As a senator, Kamala Harris has proposed broad legislation designed to raise the incomes of low- and middle-income workers via her LIFT (Livable Incomes for Families Today) the Middle Class Act. That proposal would provide an annual income tax credit of up to $3,000 for single people and $6,000 for married couples.
While Harris introduced the LIFT Act long before the COVID-19 pandemic, three features make it particularly important under today’s difficult economic situation: (1) The credit would phase in quickly, allowing almost all low-income workers to qualify for the maximum benefit; (2) workers without children at home would be eligible for the same maximum benefit as workers with children at home; and (3) the credit could be paid on a monthly basis.
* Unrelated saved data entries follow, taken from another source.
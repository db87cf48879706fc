use courier::{
    Behavior, CancellationToken, Container, CourierError, DispatcherBuilder, Lifetime, Next, Payload,
    RequestContext,
    testing::{CallCounter, RecordingLog},
};
use std::{sync::Arc, time::Duration};

mod common;
use common::{Outcome, Ping, PingHandler, SaveOrder, ScopeProbe, scoped_orders};

#[tokio::test]
async fn test_scope_is_released_after_success() {
    let probe = ScopeProbe::new();
    let dispatcher = scoped_orders(&probe).build().unwrap();

    assert_eq!(dispatcher.dispatch(SaveOrder(Outcome::Commit)).await.unwrap(), "saved");

    assert_eq!(probe.opened.count(), 1);
    assert_eq!(probe.released.count(), 1);
}

#[tokio::test]
async fn test_scope_is_released_after_failure() {
    let probe = ScopeProbe::new();
    let dispatcher = scoped_orders(&probe).build().unwrap();

    let err = dispatcher.dispatch(SaveOrder(Outcome::Fail)).await.unwrap_err();

    assert_eq!(err.to_string(), "rollback");
    assert_eq!(probe.opened.count(), 1);
    assert_eq!(probe.released.count(), 1);
}

#[tokio::test]
async fn test_scope_is_released_after_cancellation() {
    let probe = ScopeProbe::new();
    let dispatcher = scoped_orders(&probe).build().unwrap();
    let cancel = CancellationToken::new();

    let (result, ()) = tokio::join!(
        dispatcher.dispatch_with(SaveOrder(Outcome::WaitForCancel), &cancel),
        async {
            tokio::task::yield_now().await;
            cancel.cancel();
        }
    );

    assert!(result.unwrap_err().is_cancelled());
    assert_eq!(probe.opened.count(), 1);
    assert_eq!(probe.released.count(), 1);
}

#[tokio::test]
async fn test_scope_is_released_after_timeout() {
    let probe = ScopeProbe::new();
    let dispatcher = scoped_orders(&probe)
        .use_timeout(Duration::from_millis(20))
        .build()
        .unwrap();

    let err = dispatcher.dispatch(SaveOrder(Outcome::WaitForCancel)).await.unwrap_err();

    assert!(matches!(err, CourierError::Timeout(_)));
    assert_eq!(probe.opened.count(), 1);
    assert_eq!(probe.released.count(), 1);
}

#[tokio::test]
async fn test_each_dispatch_gets_its_own_scope() {
    let probe = ScopeProbe::new();
    let dispatcher = scoped_orders(&probe).build().unwrap();

    for _ in 0..3 {
        dispatcher.dispatch(SaveOrder(Outcome::Commit)).await.unwrap();
    }

    assert_eq!(probe.opened.count(), 3);
    assert_eq!(probe.released.count(), 3);
}

#[tokio::test]
async fn test_in_scope_shares_one_scope() {
    let probe = ScopeProbe::new();
    let dispatcher = scoped_orders(&probe).build().unwrap();

    let scoped = dispatcher.in_scope().unwrap();
    scoped.dispatch(SaveOrder(Outcome::Commit)).await.unwrap();
    scoped.dispatch(SaveOrder(Outcome::Commit)).await.unwrap();

    assert_eq!(probe.opened.count(), 1);
    assert_eq!(probe.released.count(), 0);

    drop(scoped);
    assert_eq!(probe.released.count(), 1);
}

#[tokio::test]
async fn test_scoped_resource_cannot_come_from_root() {
    let probe = ScopeProbe::new();
    let dispatcher = scoped_orders(&probe).build().unwrap();

    let Err(err) = dispatcher.container().resolve::<common::UnitOfWork>() else {
        panic!("scoped service resolved from the root container");
    };

    assert!(err.is_scope_required());
    assert_eq!(probe.opened.count(), 0);
}

#[tokio::test]
async fn test_reusable_pipeline_is_shared_across_clones() {
    let built = CallCounter::new();
    let counter = built.clone();
    let dispatcher = DispatcherBuilder::new()
        .register_handler::<Ping, _, _>(Lifetime::Reusable, move |_: &dyn courier::Container| {
            counter.increment();
            Ok(PingHandler::default())
        })
        .unwrap()
        .build()
        .unwrap();

    let clone = dispatcher.clone();
    dispatcher.dispatch(Ping).await.unwrap();
    clone.dispatch(Ping).await.unwrap();

    assert_eq!(built.count(), 1);
}

/// A scoped service numbered in creation order.
struct Session {
    id: usize,
}

/// Records the session it was built with on every call.
struct SessionStamp {
    session: Arc<Session>,
    log: RecordingLog,
}

impl Behavior for SessionStamp {
    async fn handle(&self, _cx: &RequestContext<'_>, next: Next<'_>) -> Result<Payload, CourierError> {
        self.log.push(self.session.id.to_string());
        next.run().await
    }
}

fn stamped_pings(log: &RecordingLog) -> courier::Dispatcher {
    let sessions = CallCounter::new();
    let stamp_log = log.clone();
    DispatcherBuilder::new()
        .configure_services(move |services| {
            services.add_scoped_factory(move |_: &dyn Container| {
                Ok(Session {
                    id: sessions.increment(),
                })
            });
        })
        .register_behavior(move |c: &dyn Container| {
            Ok(SessionStamp {
                session: c.resolve::<Session>()?,
                log: stamp_log.clone(),
            })
        })
        .register_handler_instance::<Ping, _>(PingHandler::default())
        .unwrap()
        .build()
        .unwrap()
}

#[tokio::test]
async fn test_reusable_pipeline_does_not_outlive_its_scope() {
    let log = RecordingLog::new();
    let dispatcher = stamped_pings(&log);

    let first = dispatcher.in_scope().unwrap();
    first.dispatch(Ping).await.unwrap();
    first.dispatch(Ping).await.unwrap();
    drop(first);

    let second = dispatcher.in_scope().unwrap();
    second.dispatch(Ping).await.unwrap();

    assert_eq!(log.entries(), ["0", "0", "1"]);
}

#[tokio::test]
async fn test_scoped_behavior_dependency_fails_from_root() {
    let log = RecordingLog::new();
    let dispatcher = stamped_pings(&log);

    let err = dispatcher.dispatch(Ping).await.unwrap_err();

    assert!(matches!(err, CourierError::Resolve(ref e) if e.is_scope_required()));
    assert!(log.is_empty());
}
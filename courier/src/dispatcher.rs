//! Single-response dispatch.
//!
//! The [`Dispatcher`] routes a request by its runtime type to a per-type
//! wrapper built on first use. The wrapper owns the lifetime decision for
//! its handler and composes the pipeline for each call.
//!
//! ```text
//! dispatch(request)
//!   -> resolution cache (TypeId -> wrapper)
//!   -> wrapper.execute(request, container)
//!        -> lifetime resolver (reuse / build / build in scope)
//!        -> pipeline (b_n -> ... -> b_1 -> handler)
//! ```

use crate::{
    cache::ResolutionCache,
    lifetime::LifetimeResolver,
    pipeline::Pipeline,
    registry::{BehaviorBinding, BindingRegistry, HandlerSlot, SingleBinding},
};
use courier_core::{
    AnyRequest, ConfigError, Container, CourierError, DynBehavior, Payload, Request, StreamRequest,
};
use futures::{FutureExt, future::BoxFuture};
use std::{
    any::{Any, TypeId},
    convert::Infallible,
    fmt,
    sync::Arc,
};
use tokio_util::sync::CancellationToken;
use tracing::{debug, trace};

// ============================================================================
// Per-type wrapper
// ============================================================================

/// The object-safe face of a [`RequestWrapper`], stored in the resolution
/// cache and reachable from a runtime `TypeId`.
pub(crate) trait ErasedWrapper: Send + Sync + 'static {
    fn request_name(&self) -> &'static str;

    fn into_any(self: Arc<Self>) -> Arc<dyn Any + Send + Sync>;

    fn execute_erased<'a>(
        &'a self,
        request: &'a (dyn Any + Send + Sync),
        container: &'a dyn Container,
        cancel: &'a CancellationToken,
    ) -> BoxFuture<'a, Result<Payload, CourierError>>;
}

/// Everything needed to run requests of type `R`.
pub(crate) struct RequestWrapper<R: Request> {
    binding: Arc<SingleBinding>,
    behaviors: Vec<BehaviorBinding<dyn DynBehavior>>,
    resolver: LifetimeResolver<Pipeline<R>>,
}

impl<R: Request> RequestWrapper<R> {
    /// Matches the `wrap` slot of a [`SingleBinding`].
    pub(crate) fn create(binding: &Arc<SingleBinding>, registry: &BindingRegistry) -> Arc<dyn ErasedWrapper> {
        let behaviors = registry.behaviors_for(TypeId::of::<R>());
        debug!(
            request = binding.request,
            handler = binding.handler,
            lifetime = ?binding.lifetime,
            behaviors = behaviors.len(),
            "request wrapper created"
        );
        Arc::new(Self {
            binding: Arc::clone(binding),
            behaviors,
            resolver: LifetimeResolver::new(binding.lifetime),
        })
    }

    fn build(&self, container: &dyn Container) -> Result<Pipeline<R>, CourierError> {
        let handler = container.resolve::<HandlerSlot<R>>()?;
        let behaviors = self
            .behaviors
            .iter()
            .map(|behavior| {
                behavior.resolve(container).inspect_err(|err| {
                    trace!(behavior = behavior.name(), error = %err, "behavior not resolved");
                })
            })
            .collect::<Result<Vec<_>, _>>()?;
        Ok(Pipeline::new(Arc::clone(&handler.0), behaviors))
    }

    pub(crate) async fn execute(
        &self,
        request: &R,
        container: &dyn Container,
        cancel: &CancellationToken,
    ) -> Result<R::Response, CourierError> {
        // Dropping the resolution releases any scope opened for this call.
        let resolution = self.resolver.resolve(container, |c| self.build(c))?;
        if cancel.is_cancelled() {
            return Err(CourierError::Cancelled);
        }
        resolution.pipeline.execute(request, cancel).await
    }
}

impl<R: Request> ErasedWrapper for RequestWrapper<R> {
    fn request_name(&self) -> &'static str {
        self.binding.request
    }

    fn into_any(self: Arc<Self>) -> Arc<dyn Any + Send + Sync> {
        self
    }

    fn execute_erased<'a>(
        &'a self,
        request: &'a (dyn Any + Send + Sync),
        container: &'a dyn Container,
        cancel: &'a CancellationToken,
    ) -> BoxFuture<'a, Result<Payload, CourierError>> {
        async move {
            let Some(request) = request.downcast_ref::<R>() else {
                return Err(not_found(self.request_name(), "Handler").into());
            };
            let response = self.execute(request, container, cancel).await?;
            Ok(Box::new(response) as Payload)
        }
        .boxed()
    }
}

impl<R: Request> fmt::Debug for RequestWrapper<R> {
    fn fmt(&self, f: &mut fmt::Formatter<'_>) -> fmt::Result {
        f.debug_struct("RequestWrapper")
            .field("binding", &self.binding)
            .field("behaviors", &self.behaviors)
            .field("resolver", &self.resolver)
            .finish()
    }
}

pub(crate) fn not_found(request: &'static str, contract: &str) -> ConfigError {
    ConfigError::HandlerNotFound {
        request,
        contract: format!("{contract}<{request}>").into(),
    }
}

// ============================================================================
// Dispatcher
// ============================================================================

pub(crate) struct Shared {
    pub(crate) registry: BindingRegistry,
    pub(crate) requests: ResolutionCache<dyn ErasedWrapper>,
    pub(crate) streams: ResolutionCache<dyn Any + Send + Sync>,
}

/// The runtime entry point: sends requests to their handlers.
///
/// Cheap to clone. Clones share bindings and resolution caches; each clone
/// may be bound to a different container (see [`Dispatcher::in_scope`]).
///
/// # Example
///
/// ```rust,ignore
/// let dispatcher = DispatcherBuilder::new()
///     .use_logging()
///     .register_handler_instance::<GetUser, _>(GetUserHandler::new(db))?
///     .build()?;
///
/// let user = dispatcher.dispatch(GetUser { id: 7 }).await?;
/// ```
#[derive(Clone)]
pub struct Dispatcher {
    pub(crate) shared: Arc<Shared>,
    pub(crate) container: Arc<dyn Container>,
}

impl Dispatcher {
    pub(crate) fn new(registry: BindingRegistry, container: Arc<dyn Container>) -> Self {
        Self {
            shared: Arc::new(Shared {
                registry,
                requests: ResolutionCache::new(),
                streams: ResolutionCache::new(),
            }),
            container,
        }
    }

    /// Dispatch `request` to its handler.
    ///
    /// # Errors
    ///
    /// - [`ConfigError::HandlerNotFound`] if no handler is bound for `R`
    /// - [`CourierError::Validation`] if a validator rejects the request
    /// - whatever the handler or a behavior returns
    pub async fn dispatch<R: Request>(&self, request: R) -> Result<R::Response, CourierError> {
        self.dispatch_with(request, &CancellationToken::new()).await
    }

    /// Dispatch `request` with a caller-owned cancellation signal.
    pub async fn dispatch_with<R: Request>(
        &self,
        request: R,
        cancel: &CancellationToken,
    ) -> Result<R::Response, CourierError> {
        if cancel.is_cancelled() {
            return Err(CourierError::Cancelled);
        }
        let wrapper = self.request_wrapper::<R>()?;
        wrapper.execute(&request, &*self.container, cancel).await
    }

    /// Dispatch a request whose concrete type is only known at run time.
    ///
    /// The response comes back erased; downcast it to the request's
    /// response type.
    ///
    /// ```rust,ignore
    /// let requests: Vec<Box<dyn AnyRequest>> = vec![Box::new(Ping), Box::new(GetUser { id: 7 })];
    /// for request in requests {
    ///     let payload = dispatcher.dispatch_any(request).await?;
    /// }
    /// ```
    pub async fn dispatch_any(&self, request: Box<dyn AnyRequest>) -> Result<Payload, CourierError> {
        self.dispatch_any_with(request, &CancellationToken::new()).await
    }

    /// [`dispatch_any`](Self::dispatch_any) with a caller-owned cancellation signal.
    pub async fn dispatch_any_with(
        &self,
        request: Box<dyn AnyRequest>,
        cancel: &CancellationToken,
    ) -> Result<Payload, CourierError> {
        if cancel.is_cancelled() {
            return Err(CourierError::Cancelled);
        }
        let name = request.request_name();
        let any = request.as_any();
        let wrapper = self.erased_wrapper(any.type_id(), || name)?;
        wrapper.execute_erased(any, &*self.container, cancel).await
    }

    /// A dispatcher bound to a fresh resource scope.
    ///
    /// Scope-scoped handlers dispatched through it share that scope; it is
    /// released when the last clone of the returned dispatcher is dropped.
    pub fn in_scope(&self) -> Result<Self, CourierError> {
        let scope = self.container.create_scope()?;
        debug!(scope = %scope.id(), "dispatcher bound to scope");
        Ok(Self {
            shared: Arc::clone(&self.shared),
            container: Arc::from(scope),
        })
    }

    /// A dispatcher sharing these bindings but resolving from `container`.
    pub fn with_container(&self, container: Arc<dyn Container>) -> Self {
        Self {
            shared: Arc::clone(&self.shared),
            container,
        }
    }

    /// The container handlers and behaviors are resolved from.
    pub fn container(&self) -> &Arc<dyn Container> {
        &self.container
    }

    /// Returns `true` if a handler is bound for `R`.
    pub fn has_handler<R: Request>(&self) -> bool {
        self.shared.registry.handler(TypeId::of::<R>()).is_some()
    }

    /// Returns `true` if a stream handler is bound for `R`.
    pub fn has_stream_handler<R: StreamRequest>(&self) -> bool {
        self.shared.registry.stream_handler(TypeId::of::<R>()).is_some()
    }

    /// Build the wrapper of every bound request type ahead of the first
    /// dispatch, returning how many wrappers exist afterward.
    ///
    /// Construction only; no handler or behavior is resolved or invoked.
    pub fn warm_up(&self) -> usize {
        let registry = &self.shared.registry;
        for (request, binding) in registry.handlers() {
            let _ = self
                .shared
                .requests
                .get_or_try_insert(request, || Ok::<_, Infallible>((binding.wrap)(binding, registry)));
        }
        for (request, binding) in registry.stream_handlers() {
            let _ = self
                .shared
                .streams
                .get_or_try_insert(request, || Ok::<_, Infallible>((binding.wrap)(binding, registry)));
        }
        self.shared.requests.len() + self.shared.streams.len()
    }

    fn request_wrapper<R: Request>(&self) -> Result<Arc<RequestWrapper<R>>, CourierError> {
        let name = std::any::type_name::<R>();
        self.erased_wrapper(TypeId::of::<R>(), || name)?
            .into_any()
            .downcast::<RequestWrapper<R>>()
            .map_err(|_| not_found(name, "Handler").into())
    }

    fn erased_wrapper(
        &self,
        request: TypeId,
        name: impl FnOnce() -> &'static str,
    ) -> Result<Arc<dyn ErasedWrapper>, CourierError> {
        let registry = &self.shared.registry;
        self.shared.requests.get_or_try_insert(request, || {
            let binding = registry
                .handler(request)
                .ok_or_else(|| not_found(name(), "Handler"))?;
            Ok((binding.wrap)(binding, registry))
        })
    }
}

impl fmt::Debug for Dispatcher {
    fn fmt(&self, f: &mut fmt::Formatter<'_>) -> fmt::Result {
        f.debug_struct("Dispatcher")
            .field("registry", &self.shared.registry)
            .field("requests", &self.shared.requests)
            .field("streams", &self.shared.streams)
            .field("container", &self.container)
            .finish()
    }
}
Tax Policy Center estimates this proposed tax credit would deliver about $2.7 trillion in benefits over the 10-year budget window, one of several recent proposals to expand work or child credits. The new LIFT tax credit would be on top of the existing earned income tax credit (EITC)—it would not replace the EITC.
The proposed LIFT Act tax credit is similar to the earned income tax credit: Benefits phase in with earnings, reach a maximum, and then phase out. Benefits for the LIFT Act phase in at a rate of 100 percent—for each dollar of earnings, workers qualify for a dollar of tax credit. This relatively steep phase-in means that almost all low-income workers would receive the maximum credit, even if they work part-time or part-year. That’s particularly important when so many people have lost (or are losing) jobs, thus working less than a full year in 2020, or when workers see their hours cut.
The LIFT Act tax credit also largely separates the amount of benefits from whether or not the taxpayer has children: Single people qualify for up to $3,000 in benefits, married couples qualify for up to $6,000 in benefits. As a result, the LIFT Act tax credit would provide 44 percent of its total benefits to workers with children at home—a much more even share than the EITC which delivers roughly 97 percent of its benefits to families with children. Combined, the EITC and the LIFT Act tax credit would provide about half of total benefits to workers without children at home and half to workers with children at home.
Separating children from benefit level not only allows workers without children at home to receive substantial benefits; it also would make administering the LIFT Act tax credit simpler than the EITC. In most cases, the IRS would not need to determine which household children lived in, something that has historically been difficult for taxpayers to comply with and which gives rise to many EITC errors.
Finally, the LIFT Act tax credit could provide ongoing support to workers who claimed the credit on a monthly, rather than annual basis. This could help many low-income people meet ongoing needs and avoid costly short-term borrowing.
On the downside, like all credits that phase out, the proposed tax credit would increase marginal tax rates on workers with income in the phase-out range, which could discourage some from working. However, research suggests that effect on labor market participation is likely to be small and apply mostly to secondary earners in married couples.
Senator Harris’s LIFT Act was among the larger of the new tax credits to support work and families that lawmakers have proposed recently. Whether it will become part of Biden’s own tax plan is unclear – but it does demonstrate Harris’s longstanding commitment to increasing the incomes of low- and middle-income workers.